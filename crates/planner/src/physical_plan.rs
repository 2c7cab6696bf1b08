use fxq_common::{FxqError, Result};
use fxq_metadata::MetadataProvider;
use serde::{Deserialize, Serialize};

use crate::expr::Expr;
use crate::fetch_xml::{AggregateType, FetchItem, FetchItems, FetchXml};
use crate::schema::NodeSchema;
use crate::types::ScalarType;

/// The physical operator tree produced for queries the declarative lowering
/// cannot express on its own (CTEs, comma joins, multi-source joins).
#[derive(Debug, Clone, PartialEq, Serialize, Deserialize)]
pub enum PhysicalPlan {
    /// Declarative document executed by the backend.
    FetchXmlScan(FetchXmlScanExec),
    /// Row-by-row join with an arbitrary condition.
    NestedLoopJoin(NestedLoopJoinExec),
    /// Equality join over inputs sorted on their keys.
    MergeJoin(MergeJoinExec),
    /// Sort.
    Sort(SortExec),
    /// Row filter.
    Filter(FilterExec),
    /// Materializes its input so it can be re-read.
    TableSpool(TableSpoolExec),
    /// Projection / renaming.
    Select(SelectExec),
}

impl PhysicalPlan {
    /// Returns direct child operators.
    pub fn children(&self) -> Vec<&PhysicalPlan> {
        match self {
            PhysicalPlan::FetchXmlScan(_) => vec![],
            PhysicalPlan::NestedLoopJoin(x) => vec![x.left.as_ref(), x.right.as_ref()],
            PhysicalPlan::MergeJoin(x) => vec![x.left.as_ref(), x.right.as_ref()],
            PhysicalPlan::Sort(x) => vec![x.input.as_ref()],
            PhysicalPlan::Filter(x) => vec![x.input.as_ref()],
            PhysicalPlan::TableSpool(x) => vec![x.input.as_ref()],
            PhysicalPlan::Select(x) => vec![x.input.as_ref()],
        }
    }

    /// Output columns of this node.
    ///
    /// Scan columns are qualified with the owning entity's alias
    /// (`alias.attribute`); a select node's columns are its output names,
    /// qualified with the select's alias when it has one.
    pub fn schema(&self, metadata: &dyn MetadataProvider) -> Result<NodeSchema> {
        match self {
            PhysicalPlan::FetchXmlScan(scan) => scan.schema(metadata),
            PhysicalPlan::NestedLoopJoin(join) => {
                let left = join.left.schema(metadata)?;
                let right = join.right.schema(metadata)?;
                let mut merged = merge_schemas(&left, &right)?;
                merged.set_primary_key(None);
                Ok(merged)
            }
            PhysicalPlan::MergeJoin(join) => {
                let left = join.left.schema(metadata)?;
                let right = join.right.schema(metadata)?;
                let mut merged = merge_schemas(&left, &right)?;
                let pk = match join.join_type {
                    JoinType::Inner | JoinType::LeftOuter => left.primary_key().map(str::to_string),
                    JoinType::RightOuter => None,
                };
                merged.set_primary_key(pk);
                Ok(merged)
            }
            PhysicalPlan::Sort(x) => x.input.schema(metadata),
            PhysicalPlan::Filter(x) => x.input.schema(metadata),
            PhysicalPlan::TableSpool(x) => x.input.schema(metadata),
            PhysicalPlan::Select(select) => select.schema(metadata),
        }
    }
}

#[derive(Debug, Clone, Copy, PartialEq, Eq, Serialize, Deserialize)]
pub enum JoinType {
    Inner,
    LeftOuter,
    RightOuter,
}

impl JoinType {
    /// Join type after swapping the two inputs.
    pub fn swapped(self) -> Self {
        match self {
            JoinType::Inner => JoinType::Inner,
            JoinType::LeftOuter => JoinType::RightOuter,
            JoinType::RightOuter => JoinType::LeftOuter,
        }
    }
}

/// Backend query over one entity and its link-entities.
#[derive(Debug, Clone, PartialEq, Serialize, Deserialize)]
pub struct FetchXmlScanExec {
    /// Alias qualifying the root entity's columns.
    pub alias: String,
    /// Document to execute.
    pub fetch: FetchXml,
}

impl FetchXmlScanExec {
    fn schema(&self, metadata: &dyn MetadataProvider) -> Result<NodeSchema> {
        let mut schema = NodeSchema::new();
        let entity = &self.fetch.entity;
        add_entity_columns(
            &mut schema,
            metadata,
            &self.alias,
            &entity.name,
            &entity.items,
        )?;
        if !self.fetch.aggregate {
            let root = metadata.entity(&entity.name)?;
            let pk = format!("{}.{}", self.alias, root.primary_id_attribute);
            if schema.column_type(&pk).is_some() {
                schema.set_primary_key(schema.contains_column(&pk));
            }
        }
        Ok(schema)
    }
}

fn add_entity_columns(
    schema: &mut NodeSchema,
    metadata: &dyn MetadataProvider,
    prefix: &str,
    entity_name: &str,
    items: &FetchItems,
) -> Result<()> {
    let entity = metadata.entity(entity_name)?;
    for item in items.iter() {
        match item {
            FetchItem::AllAttributes => {
                for attr in entity.readable_attributes() {
                    schema.add_qualified_column(
                        prefix,
                        &attr.logical_name,
                        ScalarType::for_attribute(attr.attribute_type),
                    );
                }
            }
            FetchItem::Attribute(attr) => {
                let base = entity
                    .attribute(&attr.name)
                    .map(|a| ScalarType::for_attribute(a.attribute_type))
                    .ok_or_else(|| {
                        FxqError::semantic(
                            format!("Unknown attribute '{}'", attr.name),
                            format!("{entity_name}.{}", attr.name),
                        )
                    })?;
                let data_type = match (attr.aggregate, attr.date_grouping) {
                    (Some(AggregateType::Count | AggregateType::CountColumn), _) => ScalarType::Int32,
                    (Some(AggregateType::Avg), _) => ScalarType::Decimal,
                    (Some(_), _) => base,
                    (None, Some(_)) => ScalarType::Int32,
                    (None, None) => base,
                };
                let name = attr.alias.as_deref().unwrap_or(&attr.name);
                schema.add_qualified_column(prefix, name, data_type);
            }
            FetchItem::LinkEntity(link) => {
                add_entity_columns(schema, metadata, &link.alias, &link.name, &link.items)?
            }
            FetchItem::Filter(_) | FetchItem::Order(_) => {}
        }
    }
    Ok(())
}

/// Union of two join inputs' columns; a column produced by both sides is an error.
pub(crate) fn merge_schemas(left: &NodeSchema, right: &NodeSchema) -> Result<NodeSchema> {
    let mut merged = left.clone();
    for (name, data_type) in right.columns() {
        if !merged.add_column(name, data_type) {
            return Err(FxqError::semantic(
                format!("Column '{name}' is produced by both join inputs"),
                name,
            ));
        }
    }
    for (alias, columns) in right.aliases() {
        for column in columns {
            merged.add_alias(alias, column.clone());
        }
    }
    merged.set_primary_key(left.primary_key().map(str::to_string));
    Ok(merged)
}

/// Joins every left row with every right row satisfying `condition`.
#[derive(Debug, Clone, PartialEq, Serialize, Deserialize)]
pub struct NestedLoopJoinExec {
    /// Outer input.
    pub left: Box<PhysicalPlan>,
    /// Inner input, re-read once per outer row.
    pub right: Box<PhysicalPlan>,
    /// Join type.
    pub join_type: JoinType,
    /// Join condition; `None` is a cross join.
    pub condition: Option<Expr>,
}

/// Merge join on `left_key = right_key`. `right_key` is unique in the right input.
#[derive(Debug, Clone, PartialEq, Serialize, Deserialize)]
pub struct MergeJoinExec {
    /// Left input sorted on `left_key`.
    pub left: Box<PhysicalPlan>,
    /// Right input sorted on `right_key`.
    pub right: Box<PhysicalPlan>,
    /// Normalized left key column.
    pub left_key: String,
    /// Normalized right key column.
    pub right_key: String,
    /// Join type.
    pub join_type: JoinType,
}

#[derive(Debug, Clone, PartialEq, Serialize, Deserialize)]
pub struct SortKey {
    pub expr: Expr,
    pub descending: bool,
}

/// Sort operator.
#[derive(Debug, Clone, PartialEq, Serialize, Deserialize)]
pub struct SortExec {
    /// Input plan.
    pub input: Box<PhysicalPlan>,
    /// Sort keys, most significant first.
    pub keys: Vec<SortKey>,
    /// Set on sorts that only feed a merge join; folding such a sort into a
    /// document's orders would be redundant.
    #[serde(default)]
    pub ignore_for_fetch_xml_folding: bool,
}

/// Row filter operator.
#[derive(Debug, Clone, PartialEq, Serialize, Deserialize)]
pub struct FilterExec {
    /// Input plan.
    pub input: Box<PhysicalPlan>,
    /// Boolean predicate over the input's normalized columns.
    pub predicate: Expr,
}

#[derive(Debug, Clone, PartialEq, Serialize, Deserialize)]
pub struct TableSpoolExec {
    pub input: Box<PhysicalPlan>,
}

/// One output column of a select node.
#[derive(Debug, Clone, PartialEq, Serialize, Deserialize)]
pub struct SelectColumn {
    /// Normalized input column.
    pub source: String,
    /// Output name.
    pub output_name: String,
}

/// Projection; with an alias it also acts as a derived table / CTE boundary.
#[derive(Debug, Clone, PartialEq, Serialize, Deserialize)]
pub struct SelectExec {
    /// Input plan.
    pub input: Box<PhysicalPlan>,
    /// Output columns in order.
    pub columns: Vec<SelectColumn>,
    /// Table alias qualifying the outputs.
    pub alias: Option<String>,
}

impl SelectExec {
    fn schema(&self, metadata: &dyn MetadataProvider) -> Result<NodeSchema> {
        let input = self.input.schema(metadata)?;
        let mut schema = NodeSchema::new();
        for column in &self.columns {
            let data_type = input
                .column_type(&column.source)
                .ok_or_else(|| FxqError::semantic("Unknown column", &column.source))?;
            let added = match &self.alias {
                Some(alias) => schema.add_qualified_column(alias, &column.output_name, data_type),
                None => schema.add_column(column.output_name.clone(), data_type),
            };
            if !added && self.alias.is_some() {
                return Err(FxqError::semantic(
                    format!(
                        "The column '{}' was specified multiple times",
                        column.output_name
                    ),
                    self.alias.as_deref().unwrap_or_default(),
                ));
            }
            let is_pk = input
                .primary_key()
                .is_some_and(|pk| pk.eq_ignore_ascii_case(&column.source));
            if is_pk && schema.primary_key().is_none() {
                let output = match &self.alias {
                    Some(alias) => format!("{alias}.{}", column.output_name),
                    None => column.output_name.clone(),
                };
                schema.set_primary_key(Some(output));
            }
        }
        Ok(schema)
    }
}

=======

Copy each line from the data above that includes "match".

        match self {
        match self {
                let pk = match join.join_type {
        match self {
        match item {
                let data_type = match (attr.aggregate, attr.date_grouping) {
            let added = match &self.alias {
                let output = match &self.alias {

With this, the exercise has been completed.